Stored data »
//! Sparse starting positions handed to [`crate::organized::OrganizedPieces::allocate`].

use std::collections::BTreeMap;

use rustc_hash::FxHashMap;
use serde::{Deserialize, Serialize};

use crate::core::coord::Coord;
use crate::core::key::CoordKey;
use crate::core::piece::PieceType;
use crate::error::{StoreError, StoreResult};

/// Coordinate → piece type. At most one piece per square by construction.
#[derive(Debug, Clone, Default, PartialEq, Eq)]
pub struct Position {
    pieces: FxHashMap<CoordKey, PieceType>,
}

impl Position {
    pub fn new() -> Self {
        Self::default()
    }

    pub fn with(mut self, coords: Coord, ty: PieceType) -> Self {
        self.insert(coords, ty);
        self
    }

    /// Places a piece, returning whatever stood there before.
    pub fn insert(&mut self, coords: Coord, ty: PieceType) -> Option<PieceType> {
        self.pieces.insert(CoordKey::from_coord(coords), ty)
    }

    pub fn get(&self, coords: Coord) -> Option<PieceType> {
        self.pieces.get(&CoordKey::from_coord(coords)).copied()
    }

    pub fn len(&self) -> usize {
        self.pieces.len()
    }

    pub fn is_empty(&self) -> bool {
        self.pieces.is_empty()
    }

    pub fn iter(&self) -> impl Iterator<Item = (Coord, PieceType)> + '_ {
        self.pieces.iter().map(|(k, t)| (k.coord(), *t))
    }

    /// Live squares grouped by type, types ascending and squares sorted by key
    /// within each type.
    pub fn grouped(&self) -> Vec<(PieceType, Vec<CoordKey>)> {
        let mut groups: BTreeMap<PieceType, Vec<CoordKey>> = BTreeMap::new();
        for (k, t) in &self.pieces {
            groups.entry(*t).or_default().push(*k);
        }
        groups
            .into_iter()
            .map(|(t, mut keys)| {
                keys.sort_unstable();
                (t, keys)
            })
            .collect()
    }

    /// Parses a JSON object of `"x,y": type` entries.
    pub fn from_json(s: &str) -> StoreResult<Self> {
        let raw: PositionJson = serde_json::from_str(s).map_err(|e| StoreError::Config {
            reason: e.to_string(),
        })?;
        let mut pos = Position::new();
        for (key, ty) in raw.0 {
            let key = key.parse::<CoordKey>().map_err(|e| StoreError::Config {
                reason: e.to_string(),
            })?;
            pos.pieces.insert(key, ty);
        }
        Ok(pos)
    }

    pub fn to_json(&self) -> StoreResult<String> {
        let raw = PositionJson(
            self.pieces
                .iter()
                .map(|(k, t)| (k.to_string(), *t))
                .collect(),
        );
        serde_json::to_string(&raw).map_err(|e| StoreError::Config {
            reason: e.to_string(),
        })
    }
}

impl FromIterator<(Coord, PieceType)> for Position {
    fn from_iter<I: IntoIterator<Item = (Coord, PieceType)>>(iter: I) -> Self {
        let mut pos = Position::new();
        for (c, t) in iter {
            pos.insert(c, t);
        }
        pos
    }
}

#[derive(Serialize, Deserialize)]
#[serde(transparent)]
struct PositionJson(BTreeMap<String, PieceType>);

ASSIGNMENT » Looking at the entries above, can you reproduce exactly the lines from the one that holds "pub fn insert(&mut" through the one that holds "pub fn is_empty(&self)", and only those?

REPLY »
    pub fn insert(&mut self, coords: Coord, ty: PieceType) -> Option<PieceType> {
        self.pieces.insert(CoordKey::from_coord(coords), ty)
    }

    pub fn get(&self, coords: Coord) -> Option<PieceType> {
        self.pieces.get(&CoordKey::from_coord(coords)).copied()
    }

    pub fn len(&self) -> usize {
        self.pieces.len()
    }

    pub fn is_empty(&self) -> bool {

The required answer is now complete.